We are grateful to everyone who donated, organized and attended rallies in support of this case.
RAVEN has a long history with the Tsilhqot’in. Since our inception in 2009 we have raised funds so that the Xeni Gwet’in and Yunesit’in Nations could defend their sacred lake and proven rights area by participating fully in not one, but two federal environmental review processes, under the Canadian Environmental Assessment Act (CEAA). We took our lead from the tenacity of the Tsilhqot’in leadership, never wavering against Taseko Mine’s multiple attempts to destroy pristine Teztan Biny and the surrounding territory with a massive open-pit gold and copper mine. And we all celebrated not one, but two federal rejections of the mining project – only to be faced with more court actions as Taseko Mines tried for another way to force its plan forward.
Through all these years, supporters stood steadfast in support of the Tsilhqot’in stand in defence of their title, rights and unceded lands. Many donors to the Tsilhqot’in case have been with us since the beginning, in the days before reconciliation became a buzzword and before the landmark Supreme Court judgment that changed the landscape of Aboriginal rights forever.

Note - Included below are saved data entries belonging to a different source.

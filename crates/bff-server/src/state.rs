//! Application state.

use std::sync::Arc;

use bff_graphql::{HttpExecutor, QueryExecutor};

/// Application state shared across all handlers.
#[derive(Clone)]
pub struct AppState {
    /// The GraphQL executor (HTTP in production, stubs in tests).
    executor: Arc<dyn QueryExecutor>,
}

impl AppState {
    /// Creates a new AppState with the given executor.
    pub fn new(executor: Arc<dyn QueryExecutor>) -> Self {
        Self { executor }
    }

    /// Creates an AppState from an HttpExecutor.
    pub fn from_http_executor(executor: HttpExecutor) -> Self {
        Self {
            executor: Arc::new(executor),
        }
    }

    /// Returns a reference to the executor.
    pub fn executor(&self) -> &dyn QueryExecutor {
        self.executor.as_ref()
    }
}
//! # BFF GraphQL
//!
//! Query construction and execution against the Contentstack GraphQL
//! Delivery API.
//!
//! ## Example
//!
//! ```ignore
//! use bff_core::{ClientConfig, ContentTypeUid, FieldName};
//! use bff_graphql::{HttpExecutor, QueryExecutor, build_list_entries_query};
//!
//! let config = ClientConfig::from_env()?;
//! let executor = HttpExecutor::new(&config)?;
//!
//! let uid = ContentTypeUid::parse("blog_post")?;
//! let query = build_list_entries_query(&uid, &FieldName::defaults());
//! let data = executor.execute(&query, None).await?;
//! ```

pub mod error;
pub mod executor;
pub mod query;

// Re-exports
pub use error::GraphqlError;
pub use executor::{HttpExecutor, QueryExecutor};
pub use query::{
    LIST_ENTRIES_OPERATION, PERSONALIZED_CONFIG_OPERATION, build_list_entries_query,
    build_list_entries_variables, build_personalized_config_query,
};

// Re-export bff_core for consumers
pub use bff_core;
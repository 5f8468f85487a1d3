//! Metrics setup and initialization.

use metrics_exporter_prometheus::{BuildError, PrometheusBuilder, PrometheusHandle};
use tracing::info;

use super::{http::register_http_metrics, upstream::register_upstream_metrics};

/// Buckets para histogramas (en segundos). Upstream calls dominate, so the
/// range reaches further than a purely in-process service would need.
const LATENCY_BUCKETS: &[f64] = &[
    0.001, 0.005, 0.01, 0.025, 0.05, 0.1, 0.25, 0.5, 1.0, 2.5, 5.0, 10.0, 30.0,
];

fn builder() -> Result<PrometheusBuilder, BuildError> {
    PrometheusBuilder::new().set_buckets(LATENCY_BUCKETS)
}

/// Installs the global recorder and returns the handle for `/metrics`.
pub fn init_metrics() -> Result<PrometheusHandle, BuildError> {
    let handle = builder()?.install_recorder()?;

    register_http_metrics();
    register_upstream_metrics();

    info!("Metrics system initialized");
    Ok(handle)
}

/// Returns a handle whose recorder is not installed globally.
///
/// Used when building routers in tests, where installing a global recorder
/// more than once would fail.
pub fn detached_handle() -> PrometheusHandle {
    PrometheusBuilder::new().build_recorder().handle()
}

To all of you who helped make today’s victory a reality — our deepest thanks!
Today’s decision dismissed Taseko’s application for judicial review and awarded costs to the respondents – the Tsilhqot’in and the federal government. Specifically, Judge Michael Phelan found that there was no breach of procedural fairness to Taseko Mines; in fact, the minister went “above and beyond procedural fairness requirements”.
In alleging procedural unfairness, Taseko complained that the Tsilhqot’in National Government had greater access to decision-makers than the company did. It claimed that the federal government ought to have shared with the company any interactions it had with the Tsilhqot’in. The decision details at length Taseko’s own efforts at persuading the federal government to approve the mine – including attempts to enlist the then Premier Clark and Minister Bennett to meet with the feds on Taseko’s behalf. The judge then tersely dismisses the whole argument:
“Taseko was active in engaging political contacts to advance their cause. This in itself leads to an asymmetrical process. The TNG (Tsilhqotin National Government) seems to have been more successful at this politicized course of action but that forms no basis for concluding that Taseko was denied the level of procedural fairness that the process required.”
Judge Phelan also emphasized the duty to consult owed the Tsilhqot’in:
“This litigation concerns a First Nation that has proven aboriginal rights and title to its land. The strength of those rights is an important context for the duty to consult”; and “In my view, a proponent does not have a right to take part in consultations between the Crown and a First Nation.”
The judge also dismissed Taseko’s claim that the rejection of its mine breached the Bill of Rights, and declined to make a finding on Taseko’s constitutional challenge to the new Canadian Environmental Assessment Act (CEAA), since the project review had been conducted under the old CEAA and Taseko’s interpretation of applicable legal doctrines departs from previous jurisprudence.
When we called the Tsilhqot’in National Government to congratulate them, they told us they are celebrating and looking forward to moving on. We all hope that this decision will be the final nail in the coffin of the Taseko project!